The women are then caught in a web of family members and corrupt officials, lawyers and doctors who facilitate their movement through the region, said the advocate.
“Poor economies, poverty, poor law enforcement, corruption – all of these things are factors, but a lot of it is people searching for a better life,” said Dr Olivia Smith, Executive Director of the Caribbean Anti-Human Trafficking Foundation.
“There is no human trafficking victim that I’ve come across that has said to me, ‘I’m happy to be doing this’. They have said, ‘I want a better life for me or my family’,” she added. “As a result, we are also seeing people volunteering.”

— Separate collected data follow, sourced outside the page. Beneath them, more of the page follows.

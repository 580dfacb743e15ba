//! Error Types for the Revista API
//!
//! This module defines the service boundary's view of failures:
//! - ErrorCode enum naming every code a caller can observe
//! - ApiError struct, the (code, message) record returned to callers
//! - map_failure, which rewrites domain failures into boundary codes
//! - GraphQL integration that exposes the code as `extensions.code`

use async_graphql::ErrorExtensions;
use revista_core::{RevistaError, RevistaResult, StorageError};
use serde::{Deserialize, Serialize};
use std::fmt;

// ============================================================================
// ERROR CODE ENUM
// ============================================================================

/// Error codes for API responses.
#[derive(Debug, Clone, Copy, PartialEq, Eq, Hash, Serialize, Deserialize)]
#[serde(rename_all = "SCREAMING_SNAKE_CASE")]
pub enum ErrorCode {
    // ========================================================================
    // Boundary codes produced by the error mapper
    // ========================================================================
    /// A requested resource or key does not exist
    ResourceNotFound,

    /// The domain refused the requested operation
    BusinessInvalidOperation,

    // ========================================================================
    // Native codes, one per internal failure kind
    // ========================================================================
    NotFound,
    InvalidOperation,
    AuthNotAuthorized,
    StorageFailure,
    LoaderFailure,
    ClaimSourceFailure,
    ConfigurationInvalid,

    // ========================================================================
    // Transport and authentication
    // ========================================================================
    /// Authentication token is invalid or malformed
    InvalidToken,

    /// Authentication token has expired
    TokenExpired,

    /// Request contains invalid input data
    InvalidInput,

    /// Internal server error
    InternalError,
}

impl ErrorCode {
    /// Wire form of the code, as serialized.
    pub fn as_str(&self) -> &'static str {
        match self {
            ErrorCode::ResourceNotFound => "RESOURCE_NOT_FOUND",
            ErrorCode::BusinessInvalidOperation => "BUSINESS_INVALID_OPERATION",
            ErrorCode::NotFound => "NOT_FOUND",
            ErrorCode::InvalidOperation => "INVALID_OPERATION",
            ErrorCode::AuthNotAuthorized => "AUTH_NOT_AUTHORIZED",
            ErrorCode::StorageFailure => "STORAGE_FAILURE",
            ErrorCode::LoaderFailure => "LOADER_FAILURE",
            ErrorCode::ClaimSourceFailure => "CLAIM_SOURCE_FAILURE",
            ErrorCode::ConfigurationInvalid => "CONFIGURATION_INVALID",
            ErrorCode::InvalidToken => "INVALID_TOKEN",
            ErrorCode::TokenExpired => "TOKEN_EXPIRED",
            ErrorCode::InvalidInput => "INVALID_INPUT",
            ErrorCode::InternalError => "INTERNAL_ERROR",
        }
    }
}

impl fmt::Display for ErrorCode {
    fn fmt(&self, f: &mut fmt::Formatter<'_>) -> fmt::Result {
        f.write_str(self.as_str())
    }
}

// ============================================================================
// API ERROR STRUCT
// ============================================================================

/// Structured error record returned at the service boundary.
#[derive(Debug, Clone, PartialEq, Serialize, Deserialize)]
pub struct ApiError {
    /// Error code categorizing the error
    pub code: ErrorCode,

    /// Human-readable error message
    pub message: String,
}

impl ApiError {
    /// Create a new API error with the given code and message.
    pub fn new(code: ErrorCode, message: impl Into<String>) -> Self {
        Self {
            code,
            message: message.into(),
        }
    }

    /// The failure under its own code, message untouched.
    pub fn native(err: &RevistaError) -> Self {
        let code = match err {
            RevistaError::NotFound(_) => ErrorCode::NotFound,
            RevistaError::InvalidOperation(_) => ErrorCode::InvalidOperation,
            RevistaError::Unauthorized(_) => ErrorCode::AuthNotAuthorized,
            RevistaError::Storage(_) => ErrorCode::StorageFailure,
            RevistaError::Loader(_) => ErrorCode::LoaderFailure,
            RevistaError::ClaimSource(_) => ErrorCode::ClaimSourceFailure,
            RevistaError::Config(_) => ErrorCode::ConfigurationInvalid,
        };
        Self::new(code, err.to_string())
    }

    pub fn invalid_token(message: impl Into<String>) -> Self {
        Self::new(ErrorCode::InvalidToken, message)
    }

    pub fn token_expired() -> Self {
        Self::new(ErrorCode::TokenExpired, "Token has expired")
    }

    pub fn invalid_input(message: impl Into<String>) -> Self {
        Self::new(ErrorCode::InvalidInput, message)
    }

    pub fn internal_error(message: impl Into<String>) -> Self {
        Self::new(ErrorCode::InternalError, message)
    }
}

impl fmt::Display for ApiError {
    fn fmt(&self, f: &mut fmt::Formatter<'_>) -> fmt::Result {
        write!(f, "{}: {}", self.code, self.message)
    }
}

impl std::error::Error for ApiError {}

// ============================================================================
// ERROR MAPPER
// ============================================================================

/// How the boundary treats an internal failure.
#[derive(Debug, Clone, Copy, PartialEq, Eq)]
pub enum FailureKind {
    NotFound,
    InvalidOperation,
    Unmapped,
}

impl FailureKind {
    pub fn of(err: &RevistaError) -> Self {
        match err {
            RevistaError::NotFound(_)
            | RevistaError::Storage(StorageError::MissingDocument { .. }) => FailureKind::NotFound,
            RevistaError::InvalidOperation(_) => FailureKind::InvalidOperation,
            _ => FailureKind::Unmapped,
        }
    }
}

/// Translate an internal failure into the record a caller sees.
///
/// Not-found and invalid-operation failures get their boundary codes; every
/// other failure keeps its native code. The message is never rewritten.
pub fn map_failure(err: &RevistaError) -> ApiError {
    match FailureKind::of(err) {
        FailureKind::NotFound => ApiError::new(ErrorCode::ResourceNotFound, err.to_string()),
        FailureKind::InvalidOperation => {
            ApiError::new(ErrorCode::BusinessInvalidOperation, err.to_string())
        }
        FailureKind::Unmapped => ApiError::native(err),
    }
}

impl From<RevistaError> for ApiError {
    fn from(err: RevistaError) -> Self {
        map_failure(&err)
    }
}

// ============================================================================
// GRAPHQL INTEGRATION
// ============================================================================

impl ErrorExtensions for ApiError {
    fn extend(&self) -> async_graphql::Error {
        let code = self.code.as_str();
        async_graphql::Error::new(self.message.clone()).extend_with(|_, e| {
            e.set("code", code.to_string());
        })
    }
}

/// Convert a fallible result into a GraphQL result carrying `extensions.code`.
pub trait IntoGraphQL<T> {
    fn into_graphql(self) -> async_graphql::Result<T>;
}

impl<T> IntoGraphQL<T> for RevistaResult<T> {
    fn into_graphql(self) -> async_graphql::Result<T> {
        self.map_err(|err| map_failure(&err).extend())
    }
}

impl<T> IntoGraphQL<T> for ApiResult<T> {
    fn into_graphql(self) -> async_graphql::Result<T> {
        self.map_err(|err| err.extend())
    }
}

// ============================================================================
// RESULT TYPE ALIAS
// ============================================================================

/// Result type alias for API operations.
pub type ApiResult<T> = Result<T, ApiError>;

Smith said some family members are also complicit in trafficking relatives into forced prostitution and labour. In addition to boyfriends and girlfriends who lure victims with false promises, “we’re also increasingly seeing family members trafficking their own relatives,” she noted.
Traffickers prey on the poor, isolated and vulnerable. While often portrayed as male, Smith said there has been an “increasing number of older women involved in trafficking” who monitor victims.

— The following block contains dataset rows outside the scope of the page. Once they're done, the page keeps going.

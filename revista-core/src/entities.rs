//! Document types stored in the document store.
//!
//! Every document carries its own `id` and is persisted as a JSON object.
//! References between documents are plain ids resolved lazily by loaders.

use crate::{ArticleStatus, EntityKind, InteractionKind, NaturalKey, StaffJob, Timestamp};
use serde::{de::DeserializeOwned, Deserialize, Serialize};

/// A typed document living in one collection of the store.
pub trait Document: Clone + Serialize + DeserializeOwned + Send + Sync + 'static {
    /// Collection this document type is stored in.
    const KIND: EntityKind;

    /// Natural key the document is stored under.
    fn id(&self) -> &NaturalKey;
}

/// A submitted article.
#[derive(Debug, Clone, PartialEq, Serialize, Deserialize)]
pub struct Article {
    pub id: NaturalKey,
    pub title: String,
    pub summary: String,
    pub status: ArticleStatus,
    #[serde(default)]
    pub author_ids: Vec<NaturalKey>,
    pub editorial_id: Option<NaturalKey>,
    pub volume_id: Option<NaturalKey>,
    pub current_history_id: Option<NaturalKey>,
    pub created_at: Timestamp,
}

/// One versioned body of an article.
#[derive(Debug, Clone, PartialEq, Serialize, Deserialize)]
pub struct ArticleHistory {
    pub id: NaturalKey,
    pub article_id: NaturalKey,
    pub version: u32,
    pub content: String,
    pub created_at: Timestamp,
}

#[derive(Debug, Clone, PartialEq, Serialize, Deserialize)]
pub struct Author {
    pub id: NaturalKey,
    pub user_id: String,
    pub name: String,
}

/// Editorial team assigned to an article.
#[derive(Debug, Clone, PartialEq, Serialize, Deserialize)]
pub struct Editorial {
    pub id: NaturalKey,
    pub article_id: NaturalKey,
    pub chief_editor_id: NaturalKey,
    #[serde(default)]
    pub reviewer_ids: Vec<NaturalKey>,
}

/// Editorial staff record. Looked up by the caller's user id during identity
/// augmentation.
#[derive(Debug, Clone, PartialEq, Serialize, Deserialize)]
pub struct Staff {
    pub id: NaturalKey,
    pub user_id: String,
    pub name: String,
    pub job: StaffJob,
    pub is_active: bool,
}

#[derive(Debug, Clone, PartialEq, Serialize, Deserialize)]
pub struct Volume {
    pub id: NaturalKey,
    pub edition: i32,
    pub year: i32,
    pub title: String,
}

/// A comment or editorial note. Replies point at their parent interaction.
#[derive(Debug, Clone, PartialEq, Serialize, Deserialize)]
pub struct Interaction {
    pub id: NaturalKey,
    pub article_id: NaturalKey,
    pub user_id: String,
    pub kind: InteractionKind,
    pub content: String,
    pub parent_id: Option<NaturalKey>,
    pub created_at: Timestamp,
}

macro_rules! impl_document {
    ($ty:ty, $kind:expr) => {
        impl Document for $ty {
            const KIND: EntityKind = $kind;

            fn id(&self) -> &NaturalKey {
                &self.id
            }
        }
    };
}

impl_document!(Article, EntityKind::Article);
impl_document!(ArticleHistory, EntityKind::ArticleHistory);
impl_document!(Author, EntityKind::Author);
impl_document!(Editorial, EntityKind::Editorial);
impl_document!(Staff, EntityKind::Staff);
impl_document!(Volume, EntityKind::Volume);
impl_document!(Interaction, EntityKind::Interaction);

#[cfg(test)]
mod tests {
    use super::*;
    use chrono::Utc;

    #[test]
    fn test_article_document_round_trip() -> Result<(), serde_json::Error> {
        let article = Article {
            id: NaturalKey::new("a1"),
            title: "On Batching".to_string(),
            summary: "Why N+1 hurts".to_string(),
            status: ArticleStatus::Draft,
            author_ids: vec![NaturalKey::new("au1")],
            editorial_id: None,
            volume_id: Some(NaturalKey::new("v1")),
            current_history_id: None,
            created_at: Utc::now(),
        };

        let value = serde_json::to_value(&article)?;
        assert_eq!(value["id"], "a1");
        assert_eq!(value["status"], "DRAFT");

        let back: Article = serde_json::from_value(value)?;
        assert_eq!(back, article);
        assert_eq!(Article::KIND, EntityKind::Article);
        Ok(())
    }

    #[test]
    fn test_missing_author_ids_default_to_empty() -> Result<(), serde_json::Error> {
        let value = serde_json::json!({
            "id": "a2",
            "title": "t",
            "summary": "s",
            "status": "IN_REVIEW",
            "editorial_id": null,
            "volume_id": null,
            "current_history_id": null,
            "created_at": "2024-01-01T00:00:00Z"
        });
        let article: Article = serde_json::from_value(value)?;
        assert!(article.author_ids.is_empty());
        assert_eq!(article.status, ArticleStatus::InReview);
        Ok(())
    }
}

Many victims endure abuse but fear reporting traffickers, she said, noting “a wide network” of enablers exist, including corrupt officials and specialists.
She said: “We have corrupt public officials. We have supporting specialists. I have found in a couple of islands, doctors and lawyers involved where these girls would be taken to them to address any issues.”
Smith said ads for jobs like massage therapists or bartenders in newspapers can signal trafficking. She argued that anti-trafficking efforts in the region have focused more on laws rather than capacity building needed at all levels.
“I’m advocating for capacity building within law enforcement, the court system, advocating that the Government partner with the communities and NGOs,” Smith said.
Addressing a weekend webinar entitled Human Trafficking, Where Are We? hosted by Soroptimist International Barbados, the anti-trafficking advocate noted that there are ways to identify where trafficking is occurring.
“In the Caribbean, we believe that it doesn’t happen here, but it does. So very often you see in your newspaper, if you look closely at the classified ads, people are recruiting people for bars or massages, and so these are usually little flags,” she said.
While the Caribbean is a known source, transit and destination hub for human trafficking, Smith admitted that due to its hidden nature, it was extremely difficult to get statistics as to how many people and in which countries are being trafficked.
The expert highlighted that recent efforts in the Caribbean to combat trafficking have mainly been legislative and through policy initiatives due to these countries having signed on to the UN protocols. She, however, noted that there are varying levels of implementation of these at the national level.
Smith said: “There are still issues regarding the definition. There are issues surrounding the TIP [Trafficking in Persons] reports by the US State Department. There are also issues surrounding the fact that many governments in the Caribbean will prefer to ignore that trafficking exists, and so the resources are not placed where they need to be in order to deal with the issue.
“And one of the things that we looked at too, in terms of the success of implementation, although not prosecuting victims for crimes is part of what they’re signed onto under the UN protocols, at the national level, we still see that victims of trafficking who commit crimes under duress from traffickers are still prosecuted.”